Start of Task inputs

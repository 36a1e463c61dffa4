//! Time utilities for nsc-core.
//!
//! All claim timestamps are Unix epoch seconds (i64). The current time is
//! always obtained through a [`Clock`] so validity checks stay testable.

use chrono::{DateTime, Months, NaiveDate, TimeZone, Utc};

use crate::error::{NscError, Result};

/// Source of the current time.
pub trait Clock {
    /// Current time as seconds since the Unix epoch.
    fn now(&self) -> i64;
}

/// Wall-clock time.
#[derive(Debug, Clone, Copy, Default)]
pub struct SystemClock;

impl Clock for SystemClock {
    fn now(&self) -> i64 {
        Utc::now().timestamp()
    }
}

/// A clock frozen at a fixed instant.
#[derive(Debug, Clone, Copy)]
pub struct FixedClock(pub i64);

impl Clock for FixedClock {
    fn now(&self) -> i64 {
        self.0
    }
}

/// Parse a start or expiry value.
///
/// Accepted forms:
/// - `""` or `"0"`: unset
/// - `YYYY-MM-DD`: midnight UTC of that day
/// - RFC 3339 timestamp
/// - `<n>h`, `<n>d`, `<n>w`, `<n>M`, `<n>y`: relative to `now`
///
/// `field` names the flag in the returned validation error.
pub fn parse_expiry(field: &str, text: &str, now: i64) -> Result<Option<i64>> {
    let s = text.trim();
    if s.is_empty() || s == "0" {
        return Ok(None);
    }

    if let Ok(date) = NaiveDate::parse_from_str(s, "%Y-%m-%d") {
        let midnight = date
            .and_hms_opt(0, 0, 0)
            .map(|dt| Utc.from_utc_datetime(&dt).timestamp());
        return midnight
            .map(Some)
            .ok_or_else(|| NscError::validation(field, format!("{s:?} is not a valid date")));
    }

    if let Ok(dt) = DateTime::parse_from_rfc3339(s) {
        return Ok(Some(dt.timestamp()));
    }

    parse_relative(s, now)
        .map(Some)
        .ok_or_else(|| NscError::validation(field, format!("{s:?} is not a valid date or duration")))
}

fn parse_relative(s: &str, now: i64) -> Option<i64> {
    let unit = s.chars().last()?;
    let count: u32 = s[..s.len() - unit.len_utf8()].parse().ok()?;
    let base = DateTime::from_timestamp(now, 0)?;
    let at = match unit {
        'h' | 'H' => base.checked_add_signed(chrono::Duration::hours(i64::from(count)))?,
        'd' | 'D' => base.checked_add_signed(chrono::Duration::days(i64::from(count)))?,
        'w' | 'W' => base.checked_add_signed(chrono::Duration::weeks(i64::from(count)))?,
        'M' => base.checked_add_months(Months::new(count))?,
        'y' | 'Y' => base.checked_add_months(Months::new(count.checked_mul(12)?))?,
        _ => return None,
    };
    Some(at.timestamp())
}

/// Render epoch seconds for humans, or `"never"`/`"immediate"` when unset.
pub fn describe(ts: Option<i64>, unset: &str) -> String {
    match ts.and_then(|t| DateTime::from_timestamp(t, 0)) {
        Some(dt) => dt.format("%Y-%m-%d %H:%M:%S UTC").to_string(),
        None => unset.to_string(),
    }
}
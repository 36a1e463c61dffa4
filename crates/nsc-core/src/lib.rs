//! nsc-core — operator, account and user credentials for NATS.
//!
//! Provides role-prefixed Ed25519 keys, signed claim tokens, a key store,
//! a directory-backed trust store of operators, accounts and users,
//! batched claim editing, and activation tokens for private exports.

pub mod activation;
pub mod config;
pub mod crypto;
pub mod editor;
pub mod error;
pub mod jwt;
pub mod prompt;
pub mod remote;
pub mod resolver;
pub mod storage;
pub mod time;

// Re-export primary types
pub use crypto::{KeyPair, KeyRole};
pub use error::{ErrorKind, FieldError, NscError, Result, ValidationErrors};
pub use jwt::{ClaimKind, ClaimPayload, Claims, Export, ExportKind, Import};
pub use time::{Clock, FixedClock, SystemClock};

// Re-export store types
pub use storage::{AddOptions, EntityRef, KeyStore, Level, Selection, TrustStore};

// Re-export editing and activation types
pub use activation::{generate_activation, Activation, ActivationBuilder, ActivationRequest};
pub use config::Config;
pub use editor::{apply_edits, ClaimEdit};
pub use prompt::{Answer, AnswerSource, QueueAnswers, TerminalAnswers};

End of Task inputs

> [Exercise aim] Start with the line above that contains "pub fn parse_expiry(field: &str, text: &str, now: i64)" and stop after the line that contains "Re-export primary types". Output those lines exactly, and only those.

> [Result of the exercise]
pub fn parse_expiry(field: &str, text: &str, now: i64) -> Result<Option<i64>> {
    let s = text.trim();
    if s.is_empty() || s == "0" {
        return Ok(None);
    }

    if let Ok(date) = NaiveDate::parse_from_str(s, "%Y-%m-%d") {
        let midnight = date
            .and_hms_opt(0, 0, 0)
            .map(|dt| Utc.from_utc_datetime(&dt).timestamp());
        return midnight
            .map(Some)
            .ok_or_else(|| NscError::validation(field, format!("{s:?} is not a valid date")));
    }

    if let Ok(dt) = DateTime::parse_from_rfc3339(s) {
        return Ok(Some(dt.timestamp()));
    }

    parse_relative(s, now)
        .map(Some)
        .ok_or_else(|| NscError::validation(field, format!("{s:?} is not a valid date or duration")))
}

fn parse_relative(s: &str, now: i64) -> Option<i64> {
    let unit = s.chars().last()?;
    let count: u32 = s[..s.len() - unit.len_utf8()].parse().ok()?;
    let base = DateTime::from_timestamp(now, 0)?;
    let at = match unit {
        'h' | 'H' => base.checked_add_signed(chrono::Duration::hours(i64::from(count)))?,
        'd' | 'D' => base.checked_add_signed(chrono::Duration::days(i64::from(count)))?,
        'w' | 'W' => base.checked_add_signed(chrono::Duration::weeks(i64::from(count)))?,
        'M' => base.checked_add_months(Months::new(count))?,
        'y' | 'Y' => base.checked_add_months(Months::new(count.checked_mul(12)?))?,
        _ => return None,
    };
    Some(at.timestamp())
}

/// Render epoch seconds for humans, or `"never"`/`"immediate"` when unset.
pub fn describe(ts: Option<i64>, unset: &str) -> String {
    match ts.and_then(|t| DateTime::from_timestamp(t, 0)) {
        Some(dt) => dt.format("%Y-%m-%d %H:%M:%S UTC").to_string(),
        None => unset.to_string(),
    }
}
repository 36a1e463c61dffa4
filename crates/nsc-core/src/lib.rs
//! nsc-core — operator, account and user credentials for NATS.
//!
//! Provides role-prefixed Ed25519 keys, signed claim tokens, a key store,
//! a directory-backed trust store of operators, accounts and users,
//! batched claim editing, and activation tokens for private exports.

pub mod activation;
pub mod config;
pub mod crypto;
pub mod editor;
pub mod error;
pub mod jwt;
pub mod prompt;
pub mod remote;
pub mod resolver;
pub mod storage;
pub mod time;

// Re-export primary types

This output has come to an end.